Mr. Thompson looked thoughtful, then shook his head. "I don't think you're practical," he said. "A practical man doesn't ignore the facts of reality. He doesn't waste his time wishing things to be different or trying to change them. He takes things as they are. We're holding you. It's a fact. Whether you like it or not, it's a fact. You should act accordingly."

"I am."

"What I mean is, you should co-operate. You should recognize an existing situation, accept it and adjust to it."

"If you had blood poisoning, would you adjust to it or act to change it?"

"Oh, that's different! That's physical!"

"You mean, physical facts are open to correction, but your whims are not?"

"Huh?"

"You mean, physical nature can be adjusted to men, but your whims are above the laws of nature, and men must adjust to you?"

"I mean that I hold the upper hand!"

"With a gun in it?"

"Oh, forget about guns! I—"

"I can't forget a fact of reality, Mr. Thompson. That would be impractical."

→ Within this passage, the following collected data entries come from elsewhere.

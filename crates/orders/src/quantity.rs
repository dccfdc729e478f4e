//! The six-counter quantity pipeline on a sales order line.
//!
//! Counters form a monotonic chain:
//! `ordered ≥ allocated ≥ picked ≥ shipped ≥ delivered ≥ invoiced`.
//! No downstream counter may exceed its upstream source, and counters only
//! advance — corrections flow through compensating documents (credit notes),
//! never by decrementing.

use serde::{Deserialize, Serialize};

use stockflow_core::{DomainError, DomainResult};

/// A downstream stage of the pipeline (everything after `ordered`).
#[derive(Debug, Clone, Copy, PartialEq, Eq, Hash, Serialize, Deserialize)]
#[serde(rename_all = "snake_case")]
pub enum PipelineStage {
    Allocated,
    Picked,
    Shipped,
    Delivered,
    Invoiced,
}

impl PipelineStage {
    /// Counter field name, used in conservation errors.
    pub fn field_name(&self) -> &'static str {
        match self {
            PipelineStage::Allocated => "quantity_allocated",
            PipelineStage::Picked => "quantity_picked",
            PipelineStage::Shipped => "quantity_shipped",
            PipelineStage::Delivered => "quantity_delivered",
            PipelineStage::Invoiced => "quantity_invoiced",
        }
    }
}

/// Pure predicate behind every counter update: the proposed value must not
/// regress and must not exceed the upstream counter.
pub fn quantity_advance_valid(current: u32, proposed: u32, upstream_cap: u32) -> bool {
    proposed >= current && proposed <= upstream_cap
}

/// The pipeline counters of one sales order line.
#[derive(Debug, Clone, Copy, PartialEq, Eq, Serialize, Deserialize)]
pub struct QuantityPipeline {
    pub ordered: u32,
    pub allocated: u32,
    pub picked: u32,
    pub shipped: u32,
    pub delivered: u32,
    pub invoiced: u32,
}

impl QuantityPipeline {
    /// Fresh pipeline: everything downstream of `ordered` starts at zero.
    pub fn new(ordered: u32) -> Self {
        Self {
            ordered,
            allocated: 0,
            picked: 0,
            shipped: 0,
            delivered: 0,
            invoiced: 0,
        }
    }

    pub fn counter(&self, stage: PipelineStage) -> u32 {
        match stage {
            PipelineStage::Allocated => self.allocated,
            PipelineStage::Picked => self.picked,
            PipelineStage::Shipped => self.shipped,
            PipelineStage::Delivered => self.delivered,
            PipelineStage::Invoiced => self.invoiced,
        }
    }

    /// The counter immediately upstream of `stage`.
    pub fn upstream_cap(&self, stage: PipelineStage) -> u32 {
        match stage {
            PipelineStage::Allocated => self.ordered,
            PipelineStage::Picked => self.allocated,
            PipelineStage::Shipped => self.picked,
            PipelineStage::Delivered => self.shipped,
            PipelineStage::Invoiced => self.delivered,
        }
    }

    /// Validate a proposed counter value and return the advanced pipeline.
    ///
    /// Rejects (rather than clamps) any update that would regress the counter
    /// or exceed its upstream cap, naming the offending field.
    pub fn advance(&self, stage: PipelineStage, proposed: u32) -> DomainResult<Self> {
        let current = self.counter(stage);
        let cap = self.upstream_cap(stage);
        if !quantity_advance_valid(current, proposed, cap) {
            return Err(DomainError::QuantityConservation {
                field: stage.field_name(),
                proposed,
                cap: if proposed < current { current } else { cap },
            });
        }

        let mut next = *self;
        match stage {
            PipelineStage::Allocated => next.allocated = proposed,
            PipelineStage::Picked => next.picked = proposed,
            PipelineStage::Shipped => next.shipped = proposed,
            PipelineStage::Delivered => next.delivered = proposed,
            PipelineStage::Invoiced => next.invoiced = proposed,
        }
        Ok(next)
    }

    /// Set a counter without conservation checks.
    ///
    /// Only for event application — events are accepted facts; validation
    /// happened when the command was handled.
    pub fn set_unchecked(&mut self, stage: PipelineStage, value: u32) {
        match stage {
            PipelineStage::Allocated => self.allocated = value,
            PipelineStage::Picked => self.picked = value,
            PipelineStage::Shipped => self.shipped = value,
            PipelineStage::Delivered => self.delivered = value,
            PipelineStage::Invoiced => self.invoiced = value,
        }
    }

    /// Check the whole chain, naming the first counter that exceeds its cap.
    pub fn validate(&self) -> DomainResult<()> {
        const STAGES: [PipelineStage; 5] = [
            PipelineStage::Allocated,
            PipelineStage::Picked,
            PipelineStage::Shipped,
            PipelineStage::Delivered,
            PipelineStage::Invoiced,
        ];
        for stage in STAGES {
            let value = self.counter(stage);
            let cap = self.upstream_cap(stage);
            if value > cap {
                return Err(DomainError::QuantityConservation {
                    field: stage.field_name(),
                    proposed: value,
                    cap,
                });
            }
        }
        Ok(())
    }

    pub fn fully_shipped(&self) -> bool {
        self.shipped >= self.ordered
    }

    pub fn any_shipped(&self) -> bool {
        self.shipped > 0
    }
}

#[cfg(test)]
mod tests {
    use super::*;

    #[test]
    fn fresh_pipeline_starts_at_zero_downstream() {
        let p = QuantityPipeline::new(10);
        assert_eq!(p.ordered, 10);
        assert_eq!(p.allocated, 0);
        assert_eq!(p.picked, 0);
        assert_eq!(p.shipped, 0);
        assert_eq!(p.delivered, 0);
        assert_eq!(p.invoiced, 0);
    }

    #[test]
    fn shipping_more_than_picked_is_rejected() {
        let p = QuantityPipeline::new(10)
            .advance(PipelineStage::Allocated, 10)
            .unwrap()
            .advance(PipelineStage::Picked, 7)
            .unwrap();

        let err = p.advance(PipelineStage::Shipped, 10).unwrap_err();
        match err {
            DomainError::QuantityConservation {
                field,
                proposed,
                cap,
            } => {
                assert_eq!(field, "quantity_shipped");
                assert_eq!(proposed, 10);
                assert_eq!(cap, 7);
            }
            e => panic!("Expected QuantityConservation, got: {e:?}"),
        }
    }

    #[test]
    fn over_allocation_beyond_ordered_is_rejected() {
        let p = QuantityPipeline::new(10);
        assert!(p.advance(PipelineStage::Allocated, 15).is_err());
    }

    #[test]
    fn exact_matches_walk_the_full_chain() {
        let p = QuantityPipeline::new(10)
            .advance(PipelineStage::Allocated, 10)
            .unwrap()
            .advance(PipelineStage::Picked, 10)
            .unwrap()
            .advance(PipelineStage::Shipped, 10)
            .unwrap()
            .advance(PipelineStage::Delivered, 10)
            .unwrap()
            .advance(PipelineStage::Invoiced, 10)
            .unwrap();

        assert_eq!(p.invoiced, 10);
        assert!(p.validate().is_ok());
    }

    #[test]
    fn partial_flow_keeps_remainders_visible() {
        // 10 ordered, 10 allocated, 7 picked, 5 shipped/delivered/invoiced.
        let p = QuantityPipeline::new(10)
            .advance(PipelineStage::Allocated, 10)
            .unwrap()
            .advance(PipelineStage::Picked, 7)
            .unwrap()
            .advance(PipelineStage::Shipped, 5)
            .unwrap()
            .advance(PipelineStage::Delivered, 5)
            .unwrap()
            .advance(PipelineStage::Invoiced, 5)
            .unwrap();

        assert_eq!(p.allocated - p.picked, 3);
        assert_eq!(p.picked - p.shipped, 2);
        assert_eq!(p.delivered - p.invoiced, 0);
    }

    #[test]
    fn counters_cannot_regress() {
        let p = QuantityPipeline::new(10)
            .advance(PipelineStage::Allocated, 8)
            .unwrap();
        assert!(p.advance(PipelineStage::Allocated, 5).is_err());
        // Re-recording the same value stays legal (idempotent).
        assert!(p.advance(PipelineStage::Allocated, 8).is_ok());
    }

    #[test]
    fn validate_names_the_offending_counter() {
        let p = QuantityPipeline {
            ordered: 10,
            allocated: 10,
            picked: 7,
            shipped: 9,
            delivered: 0,
            invoiced: 0,
        };
        match p.validate().unwrap_err() {
            DomainError::QuantityConservation { field, .. } => {
                assert_eq!(field, "quantity_shipped")
            }
            e => panic!("Expected QuantityConservation, got: {e:?}"),
        }
    }

    #[test]
    fn advance_predicate_matches_the_chain_rules() {
        assert!(quantity_advance_valid(0, 7, 10));
        assert!(quantity_advance_valid(7, 7, 10));
        assert!(!quantity_advance_valid(0, 11, 10));
        assert!(!quantity_advance_valid(7, 5, 10));
    }
}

"All right, then: I hold a gun. What are you going to do about it?"

"I'll act accordingly. I'll obey you."

"What?"

"I'll do whatever you tell me to."

"Do you mean it?"

"I mean it. Literally." He saw the eagerness of Mr. Thompson's face ebb slowly under a look of bewilderment. "I will perform any motion you order me to perform. If you order me to move into the office of an Economic Dictator, I'll move into it. If you order me to sit at a desk, I will sit at it. If you order me to issue a directive, I will issue the directive you order me to issue."

"Oh, but I don't know what directives to issue!"

"I don't, either."

There was a long pause.

"Well?" said Galt. "What are your orders?"

"I want you to save the economy of the country!"

"I don't know how to save it."

"I want you to find a way!"

"I don't know how to find it."

"I want you to think!"

"How will your gun make me do that, Mr. Thompson?”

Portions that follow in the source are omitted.